Wednesday, October 1, 2008

The measure of a Man...

Today was again one of THOSE days for me. There seems to be a lot of those lately. I sat and thought about the phrase "A good Man." I ran through my brain the "good" men I could think of in just a minute or two. Jesus of course came to mind first. The true personification of a good man. I thought of my father. A man that taught me right from wrong. Taught me how to fight and all the reasons a man shouldn't. He taught me about God and the spiritual side of God's word, things that would one day help to keep me here on this earth when I really didn't want to be. His love and discipline took me through many fires.
What made them "good men" in my eyes? They gave so much of them selves. They love unconditionally and never asked for anything back except to be loved and treated with respect. Their hearts true and honest. Their actions a lesson in being a good person. To be remembered by their loved ones and friends, every life they touch in this world. He has a strength that simply pours out of him. You can feel it and know it is there.My father still shows these qualities and has my love and respect.
And then I looked into that imaginary mirror that reflects our inner self back at us. Not a wanna be or how we wish we were. The true Us. I thought about what might make me a good man. I thought about the times my daughters or family have seen me in my bipolar state. I remembered them seeing me crying more times than perhaps a daughter should see their father crying. Where is the strength in that? I wonder. What do they see when they look at me? Do they see a man that they can come too and know he will be there. Do they look at me and see the strength that I have down inside. Or do they see what the world sees? A man with a disorder that prevents him from doing things that a "normal" as they call it, man would be able to do. To go in to a store without worrying if he was going to freak. To walk through a crowd, proudly holding his head I just because he is who he is.
Tears flow as I write this, wanting to be someone that will be remembered for the gift of smiles and love and warmth I have tried to give without expectations of anything in return except to be remembered. Wanting so badly to be remembered as a "good man." A man that stood up when he needed to and was a strength to all around him so they knew they could lean on him if they needed to. To trust him with their secrets and their sorrows.
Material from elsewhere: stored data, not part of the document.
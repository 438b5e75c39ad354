use rust_decimal::Decimal;

use crate::analytics::catalog::{validate_catalog, CatalogError};
use crate::domain::report::{one_decimal_string, round_money};
use crate::domain::warehouse::{WarehouseOption, WarehouseResult};

/// Project the full shipment volume onto each candidate network. The model is
/// deliberately simple: every candidate absorbs the entire volume, cost is
/// the baseline spend scaled by the candidate's multiplier, and savings are
/// reported only against the pre-ranked recommendation.
pub fn simulate_warehouses(
    shipment_count: u64,
    baseline_cost: Decimal,
    catalog: &[WarehouseOption],
) -> Result<Vec<WarehouseResult>, CatalogError> {
    validate_catalog(catalog)?;

    let results = catalog
        .iter()
        .map(|option| {
            let cost = round_money(baseline_cost * option.cost_multiplier, 0);
            let (savings, savings_percent) = if option.recommended {
                let saved = round_money(baseline_cost - cost, 0);
                let percent = if baseline_cost > Decimal::ZERO {
                    one_decimal_string((baseline_cost - cost) / baseline_cost * Decimal::ONE_HUNDRED)
                } else {
                    "0.0".to_string()
                };
                (Some(saved), Some(percent))
            } else {
                (None, None)
            };

            WarehouseResult {
                option: option.clone(),
                cost,
                savings,
                savings_percent,
                shipments: shipment_count,
            }
        })
        .collect();

    Ok(results)
}

#[cfg(test)]
mod tests {
    use rust_decimal::Decimal;

    use crate::analytics::catalog::{default_catalog, CatalogError};
    use crate::domain::warehouse::WarehouseOption;

    use super::simulate_warehouses;

    fn catalog_fixture() -> Vec<WarehouseOption> {
        vec![
            WarehouseOption {
                name: "Stay Put".to_string(),
                cost_multiplier: Decimal::ONE,
                avg_zone: 5.5,
                transit_time: 4.0,
                recommended: false,
            },
            WarehouseOption {
                name: "Consolidate".to_string(),
                cost_multiplier: Decimal::new(80, 2),
                avg_zone: 3.0,
                transit_time: 2.5,
                recommended: true,
            },
        ]
    }

    #[test]
    fn only_the_recommended_entry_reports_savings() {
        let results = simulate_warehouses(25, Decimal::from(1000), &catalog_fixture())
            .expect("simulate");

        assert_eq!(results.len(), 2);

        let baseline = &results[0];
        assert_eq!(baseline.cost, Decimal::from(1000));
        assert_eq!(baseline.savings, None);
        assert_eq!(baseline.savings_percent, None);

        let recommended = &results[1];
        assert!(recommended.option.recommended);
        assert_eq!(recommended.cost, Decimal::from(800));
        assert_eq!(recommended.savings, Some(Decimal::from(200)));
        assert_eq!(recommended.savings_percent.as_deref(), Some("20.0"));
    }

    #[test]
    fn every_result_carries_the_full_shipment_count() {
        let results = simulate_warehouses(123, Decimal::from(500), &default_catalog())
            .expect("simulate");
        assert!(results.iter().all(|result| result.shipments == 123));
    }

    #[test]
    fn costs_round_to_whole_dollars() {
        let catalog = vec![WarehouseOption {
            name: "Only".to_string(),
            cost_multiplier: Decimal::new(85, 2),
            avg_zone: 4.0,
            transit_time: 3.0,
            recommended: true,
        }];

        let results =
            simulate_warehouses(3, Decimal::new(10_05, 2), &catalog).expect("simulate");
        // 10.05 * 0.85 = 8.5425 -> 9 after half-away-from-zero rounding.
        assert_eq!(results[0].cost, Decimal::from(9));
        assert_eq!(results[0].savings, Some(Decimal::from(1)));
    }

    #[test]
    fn zero_baseline_reports_zero_savings_without_dividing() {
        let results =
            simulate_warehouses(4, Decimal::ZERO, &catalog_fixture()).expect("simulate");
        let recommended =
            results.iter().find(|result| result.option.recommended).expect("recommended");
        assert_eq!(recommended.cost, Decimal::ZERO);
        assert_eq!(recommended.savings, Some(Decimal::ZERO));
        assert_eq!(recommended.savings_percent.as_deref(), Some("0.0"));
    }

    #[test]
    fn invalid_catalog_is_rejected_before_any_math() {
        let error = simulate_warehouses(4, Decimal::from(100), &[]).expect_err("must reject");
        assert_eq!(error, CatalogError::EmptyCatalog);
    }
}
Does this disorder rob me of being seen as the man i truly am inside? Does it mask the true man that loves with all that he is and gives the very best of himself so that others can know smiles or happiness? To be willing to be without or do without so that others can smiles. Willing to know the sadness of anyone he meets just so that another can know happiness. I really wonder what those that are around me see? Someone too weak to fight some of the battles that have come against me from time to time. Or do they see the man that stood by his wife through some very hard times? The man that loves them soooooooo much he sometimes can not contain it. A man that cries because he isn't afraid to show his warm tender side.
Do I measure up to being a good man? I wonder... I hope that I do.